La 4° édition des régates, le 30 aout 1857, sera tout aussi réussie, si on en croit l'article paru dans le Foyer breton :
"Ce jour-là Roguédas ouvre à la foule accourue de Vannes et de tous les points de la côte, son parc, ses jardins, sa chapelle et ses terrasses, d'où l'on domine la vaste nappe du Morbihan, que sillonne des centaines d'embarcations : canots, barques, sinagots, forbans, chaloupes, chasses-marées, sloops, etc..C'est un spectacle féérique, un point de vue que Meudon, Saint-Cloud, Versailles, ces royales demeures, paieraient fort cher et envieront toujours . "J'ai vu bien des régates; je n'ai jamais rencontré plus beau bassin". Et ces paroles étaient accueillies par un assentiment général.
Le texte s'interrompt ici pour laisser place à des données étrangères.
//! Event routing use case
//!
//! Takes every parsed frame from every instance's stream, finds the user
//! who owns the frame's session on that instance, and dispatches by kind:
//!
//! - text deltas go through the [`DeltaAssembler`]
//! - assistant completion flushes the assembler
//! - `busy` status shows a typing indicator
//! - permission, todo and error events are formatted and delivered
//!
//! Everything delivered passes through the outbound chunker. Nothing here
//! fails outward: misses and delivery failures are logged and the event is
//! done with.

use crate::config::RoutingConfig;
use crate::ports::delivery::{DeliveryOutcome, MessageDelivery};
use crate::ports::event_journal::{EventJournal, JournalEntry};
use crate::ports::event_sink::EventSink;
use crate::ports::notice_formatter::NoticeFormatter;
use crate::use_cases::correlation::SessionCorrelator;
use crate::use_cases::delta_assembler::DeltaAssembler;
use async_trait::async_trait;
use herd_domain::{BackendEvent, InstanceId, SessionActivity, chunk};
use serde_json::json;
use std::sync::Arc;
use tracing::{debug, error, trace, warn};

/// What the router did with one event.
#[derive(Debug, Clone, PartialEq, Eq)]
pub enum RouteOutcome {
    /// Handed to a handler on behalf of `user_id`.
    Dispatched { user_id: String },
    /// The frame carries no session id (connection lifecycle frames).
    NoSessionId,
    /// No tracked user owns the session on this instance.
    CorrelationMiss { session_id: String },
    /// A kind with no handler.
    Ignored { event_type: String },
    /// The user store could not be read.
    StoreUnavailable,
}

impl RouteOutcome {
    pub fn as_str(&self) -> &'static str {
        match self {
            RouteOutcome::Dispatched { .. } => "dispatched",
            RouteOutcome::NoSessionId => "no_session_id",
            RouteOutcome::CorrelationMiss { .. } => "correlation_miss",
            RouteOutcome::Ignored { .. } => "ignored",
            RouteOutcome::StoreUnavailable => "store_unavailable",
        }
    }

    pub fn user_id(&self) -> Option<&str> {
        match self {
            RouteOutcome::Dispatched { user_id } => Some(user_id),
            _ => None,
        }
    }
}

pub struct EventRouter {
    correlator: Arc<SessionCorrelator>,
    assembler: DeltaAssembler,
    delivery: Arc<dyn MessageDelivery>,
    formatter: Arc<dyn NoticeFormatter>,
    journal: Arc<dyn EventJournal>,
    max_message_length: usize,
}

impl EventRouter {
    pub fn new(
        config: RoutingConfig,
        correlator: Arc<SessionCorrelator>,
        delivery: Arc<dyn MessageDelivery>,
        formatter: Arc<dyn NoticeFormatter>,
        journal: Arc<dyn EventJournal>,
    ) -> Self {
        Self {
            correlator,
            assembler: DeltaAssembler::new(config.chunk_threshold),
            delivery,
            formatter,
            journal,
            max_message_length: config.max_message_length,
        }
    }

    pub fn assembler(&self) -> &DeltaAssembler {
        &self.assembler
    }

    /// Route one event from `instance_id`.
    pub async fn route(&self, instance_id: &InstanceId, event: &BackendEvent) -> RouteOutcome {
        let outcome = self.resolve_and_dispatch(instance_id, event).await;

        self.journal.record(JournalEntry::new(
            "event_routed",
            json!({
                "instance_id": instance_id.as_str(),
                "event_type": event.event_type(),
                "session_id": event.session_id(),
                "user_id": outcome.user_id(),
                "outcome": outcome.as_str(),
            }),
        ));
        outcome
    }

    async fn resolve_and_dispatch(
        &self,
        instance_id: &InstanceId,
        event: &BackendEvent,
    ) -> RouteOutcome {
        if let BackendEvent::Other { event_type, .. } = event {
            trace!("Ignoring {} from {}", event_type, instance_id);
            return RouteOutcome::Ignored {
                event_type: event_type.clone(),
            };
        }

        let Some(session_id) = event.session_id() else {
            debug!(
                "Dropping {} from {}: no session id",
                event.event_type(),
                instance_id
            );
            return RouteOutcome::NoSessionId;
        };

        let user_id = match self.correlator.resolve(session_id, instance_id).await {
            Ok(Some(user_id)) => user_id,
            Ok(None) => {
                warn!(
                    "No tracked user owns session {} on {}; dropping {}",
                    session_id,
                    instance_id,
                    event.event_type()
                );
                return RouteOutcome::CorrelationMiss {
                    session_id: session_id.to_string(),
                };
            }
            Err(e) => {
                error!("User store unavailable while routing {}: {}", session_id, e);
                return RouteOutcome::StoreUnavailable;
            }
        };

        self.dispatch(&user_id, instance_id, event).await;
        RouteOutcome::Dispatched { user_id }
    }

    async fn dispatch(&self, user_id: &str, instance_id: &InstanceId, event: &BackendEvent) {
        match event {
            BackendEvent::MessagePartUpdated(part) => {
                if let Some(delta) = part.text_delta()
                    && let Some(text) = self.assembler.append(user_id, instance_id, delta)
                {
                    self.deliver(user_id, &text).await;
                }
            }
            BackendEvent::MessageUpdated(message) => {
                if message.is_assistant_completion()
                    && let Some(text) = self.assembler.complete(user_id, instance_id)
                {
                    self.deliver(user_id, &text).await;
                }
            }
            BackendEvent::SessionStatus(status) => {
                if status.activity == SessionActivity::Busy {
                    self.delivery.typing(user_id).await;
                }
            }
            BackendEvent::PermissionUpdated(request) => {
                let text = self.formatter.permission(instance_id, request);
                self.deliver(user_id, &text).await;
            }
            BackendEvent::TodoUpdated(update) => {
                let text = self.formatter.todos(update);
                self.deliver(user_id, &text).await;
            }
            BackendEvent::SessionError(failure) => {
                // Partial output before the failure would otherwise leak
                // into the next response.
                if let Some(text) = self.assembler.complete(user_id, instance_id) {
                    self.deliver(user_id, &text).await;
                }
                let text = self.formatter.session_error(failure);
                self.deliver(user_id, &text).await;
            }
            BackendEvent::Other { .. } => {}
        }
    }

    async fn deliver(&self, user_id: &str, text: &str) {
        for piece in chunk(text, self.max_message_length) {
            if let DeliveryOutcome::Failed(e) = self.delivery.deliver(user_id, &piece).await {
                warn!("Delivery to {} failed: {}", user_id, e);
            }
        }
    }
}

#[async_trait]
impl EventSink for EventRouter {
    async fn on_event(&self, instance_id: &InstanceId, event: BackendEvent) {
        self.route(instance_id, &event).await;
    }
}
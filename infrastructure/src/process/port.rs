//! Free-port search by connection probing.
//!
//! The result is advisory: another process may bind the port between the
//! probe and the backend's own bind.

use std::time::Duration;
use thiserror::Error;
use tokio::net::TcpStream;
use tracing::trace;

const PROBE_TIMEOUT: Duration = Duration::from_millis(250);

#[derive(Error, Debug, Clone, PartialEq, Eq)]
#[error("No free port among {attempts} ports starting at {start}")]
pub struct NoPortAvailable {
    pub start: u16,
    pub attempts: u16,
}

/// First port from `start` on `host` that no listener answers.
pub async fn find_available_port(
    host: &str,
    start: u16,
    attempts: u16,
) -> Result<u16, NoPortAvailable> {
    for offset in 0..attempts {
        let Some(port) = start.checked_add(offset) else {
            break;
        };
        if !is_port_in_use(host, port).await {
            return Ok(port);
        }
        trace!("Port {} is taken", port);
    }
    Err(NoPortAvailable { start, attempts })
}

/// Whether something accepts connections on `host:port`.
///
/// Refused and timed-out connections both count as free.
pub async fn is_port_in_use(host: &str, port: u16) -> bool {
    matches!(
        tokio::time::timeout(PROBE_TIMEOUT, TcpStream::connect((host, port))).await,
        Ok(Ok(_))
    )
}

#[cfg(test)]
mod tests {
    use super::*;
    use tokio::net::TcpListener;

    #[tokio::test]
    async fn test_skips_occupied_port() {
        let listener = TcpListener::bind("127.0.0.1:0").await.unwrap();
        let taken = listener.local_addr().unwrap().port();

        let port = find_available_port("127.0.0.1", taken, 20).await.unwrap();
        assert_ne!(port, taken);
        assert!(port > taken);
    }

    #[tokio::test]
    async fn test_returned_port_refuses_connections() {
        let port = find_available_port("127.0.0.1", 42100, 50).await.unwrap();
        assert!(!is_port_in_use("127.0.0.1", port).await);
    }

    #[tokio::test]
    async fn test_all_ports_taken() {
        let listener = TcpListener::bind("127.0.0.1:0").await.unwrap();
        let taken = listener.local_addr().unwrap().port();

        let err = find_available_port("127.0.0.1", taken, 1).await.unwrap_err();
        assert_eq!(
            err,
            NoPortAvailable {
                start: taken,
                attempts: 1
            }
        );
    }
}
//! String utilities for the domain layer.

/// Truncate a string to a maximum byte length with ellipsis (UTF-8 safe)
///
/// Used for log previews of raw frames and backend responses, where the
/// full payload may be arbitrarily large.
pub fn truncate(s: &str, max_len: usize) -> String {
    if s.len() <= max_len {
        s.to_string()
    } else {
        let target = max_len.saturating_sub(3);
        let mut end = target.min(s.len());
        while end > 0 && !s.is_char_boundary(end) {
            end -= 1;
        }
        format!("{}...", &s[..end])
    }
}

/// Single-line preview: newlines escaped, then truncated.
pub fn preview(s: &str, max_len: usize) -> String {
    truncate(&s.replace('\n', "\\n"), max_len)
}
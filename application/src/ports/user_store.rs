//! User state persistence port
//!
//! The store is an opaque key-value collaborator. Records live under
//! `user:<id>` keys; see [`UserState::storage_key`].

use async_trait::async_trait;
use herd_domain::UserState;
use std::collections::BTreeMap;
use std::sync::RwLock;
use thiserror::Error;

#[derive(Error, Debug)]
pub enum StoreError {
    #[error("Store backend failed: {0}")]
    Backend(String),

    #[error("Corrupt record under {key}: {reason}")]
    Corrupt { key: String, reason: String },
}

/// Get/set/delete/list-by-prefix over string keys holding user records.
///
/// Concurrent read-modify-write is not transactional; a lost update on
/// `last_accessed` or the session list is tolerated.
#[async_trait]
pub trait UserStateStore: Send + Sync {
    async fn get(&self, key: &str) -> Result<Option<UserState>, StoreError>;

    async fn set(&self, key: &str, state: &UserState) -> Result<(), StoreError>;

    async fn delete(&self, key: &str) -> Result<(), StoreError>;

    /// All records whose key starts with `prefix`, with their keys.
    async fn list_by_prefix(&self, prefix: &str) -> Result<Vec<(String, UserState)>, StoreError>;
}

/// Process-local store. Contents are lost on restart.
#[derive(Default)]
pub struct MemoryUserStore {
    records: RwLock<BTreeMap<String, UserState>>,
}

impl MemoryUserStore {
    pub fn new() -> Self {
        Self::default()
    }

    pub fn len(&self) -> usize {
        self.records.read().unwrap_or_else(|e| e.into_inner()).len()
    }

    pub fn is_empty(&self) -> bool {
        self.len() == 0
    }
}

#[async_trait]
impl UserStateStore for MemoryUserStore {
    async fn get(&self, key: &str) -> Result<Option<UserState>, StoreError> {
        let records = self.records.read().unwrap_or_else(|e| e.into_inner());
        Ok(records.get(key).cloned())
    }

    async fn set(&self, key: &str, state: &UserState) -> Result<(), StoreError> {
        let mut records = self.records.write().unwrap_or_else(|e| e.into_inner());
        records.insert(key.to_string(), state.clone());
        Ok(())
    }

    async fn delete(&self, key: &str) -> Result<(), StoreError> {
        let mut records = self.records.write().unwrap_or_else(|e| e.into_inner());
        records.remove(key);
        Ok(())
    }

    async fn list_by_prefix(&self, prefix: &str) -> Result<Vec<(String, UserState)>, StoreError> {
        let records = self.records.read().unwrap_or_else(|e| e.into_inner());
        Ok(records
            .range(prefix.to_string()..)
            .take_while(|(key, _)| key.starts_with(prefix))
            .map(|(key, state)| (key.clone(), state.clone()))
            .collect())
    }
}
//! Use cases
//!
//! Application-level operations that orchestrate domain logic.

pub mod cleanup;
pub mod correlation;
pub mod delta_assembler;
pub mod route_event;
pub mod user_sessions;
//! Outbound delivery port
//!
//! The transport that carries text to an end user is an external
//! collaborator. The router hands it already-chunked text.

use async_trait::async_trait;
use thiserror::Error;

#[derive(Error, Debug, Clone, PartialEq, Eq)]
pub enum DeliveryError {
    #[error("Recipient {0} is unreachable")]
    Unreachable(String),

    #[error("Message rejected by transport: {0}")]
    Rejected(String),
}

/// Result of handing one message to the transport.
#[derive(Debug, Clone, PartialEq, Eq)]
pub enum DeliveryOutcome {
    Delivered,
    Failed(DeliveryError),
}

impl DeliveryOutcome {
    pub fn is_delivered(&self) -> bool {
        matches!(self, DeliveryOutcome::Delivered)
    }
}

impl From<Result<(), DeliveryError>> for DeliveryOutcome {
    fn from(result: Result<(), DeliveryError>) -> Self {
        match result {
            Ok(()) => DeliveryOutcome::Delivered,
            Err(e) => DeliveryOutcome::Failed(e),
        }
    }
}

#[async_trait]
pub trait MessageDelivery: Send + Sync {
    /// Deliver one message. Implementations must not split `text` further.
    async fn deliver(&self, user_id: &str, text: &str) -> DeliveryOutcome;

    /// Show a "working on it" indicator, where the transport has one.
    async fn typing(&self, _user_id: &str) {}
}

/// Delivery that drops everything, for tests and headless runs.
pub struct NoDelivery;

#[async_trait]
impl MessageDelivery for NoDelivery {
    async fn deliver(&self, _user_id: &str, _text: &str) -> DeliveryOutcome {
        DeliveryOutcome::Delivered
    }
}
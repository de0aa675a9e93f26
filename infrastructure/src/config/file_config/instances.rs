//! Pre-configured instances from TOML (`[[instances]]` array)

use herd_domain::{DomainError, Instance, InstanceId, InstanceOrigin};
use serde::{Deserialize, Serialize};
use std::path::PathBuf;

/// A backend server started outside this process.
#[derive(Debug, Clone, PartialEq, Eq, Serialize, Deserialize)]
pub struct FileInstanceConfig {
    pub id: String,
    pub url: String,
    pub directory: PathBuf,
}

impl FileInstanceConfig {
    pub fn to_instance(&self) -> Result<Instance, DomainError> {
        Ok(Instance {
            id: InstanceId::new(&self.id)?,
            base_url: self.url.trim_end_matches('/').to_string(),
            working_directory: self.directory.clone(),
            origin: InstanceOrigin::Configured,
        })
    }
}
La foule courronnant la pelouse et les terrasses de Roguédas; bon nombre de spectareurs, demeurant sur leurs embarcations, afin de jouir de la fraîcheur d'une très légère brise de mer, étaient venus prendre place entre les terrases de laquelle M. Le Carpentier, commissaire de la marine, présidait à la joûte. A gauche, se dessinait la côte de Séné, l'île de Boëdic; à droite se montrait la côte d'Arradon et les hauteurs de l'ïle aux Moines; en face, dans le lointain, se confondaient avec l'eau les terres basses de l'ïle d'Arz; sur le tout s'étendait l'azur du ciel à demi-voilé par de legers nuages, semblables à une gaze semi-transparente, étendue pour préserver spectareurs et acteurs des rayons ardents du soleils d'août."
En décembre 1858, le banquier Charles AVROUIN FOULON, receveur général du Morbihan, sera jugé par le Tribunal de Vannes et la faillite personelle est prononcée. Durant toute l'année 1858, on réussira à masquer l'affaire d'autant que la Bretagne reçoit en août la visite de l'Empereur Napoléon III.
Le 15 août 1858, Napoléon et l'impératrice Eugénie arrivent à Vannes en provenance de la basilique d'Auray. On organise une Fête Vénitienne au port.
Ironie de l'histoire, Charles AVROUIN-FOULON sera parmi les promus à la légion d'honneur à l'occasion de la venue de l'Empéreur à Vannes. Il quittera la ville et décède à Nantes le 28/8/1860.
On ne retrouve pas d'article parlant de régates sur le site des Archvies du Morbihan pour cette année 1858 et les suivantes jusqu'à 1865. Après la visite de l'Empereur, parmi les notables vannetais, l'heure n'est plus à la dépense, d'autant que la ville de Vannes a perdu de l'argent dans la faillite du receveur général. L'émotion suscitée par cete faillite, au sein de la communauté de la belle plaisance de Vannes, mettra plusieurs années à se dissiper.
En 1865, une nouvelle équipe fera renaitre les régates organisée cette fois par la Société des Régates de Vannes.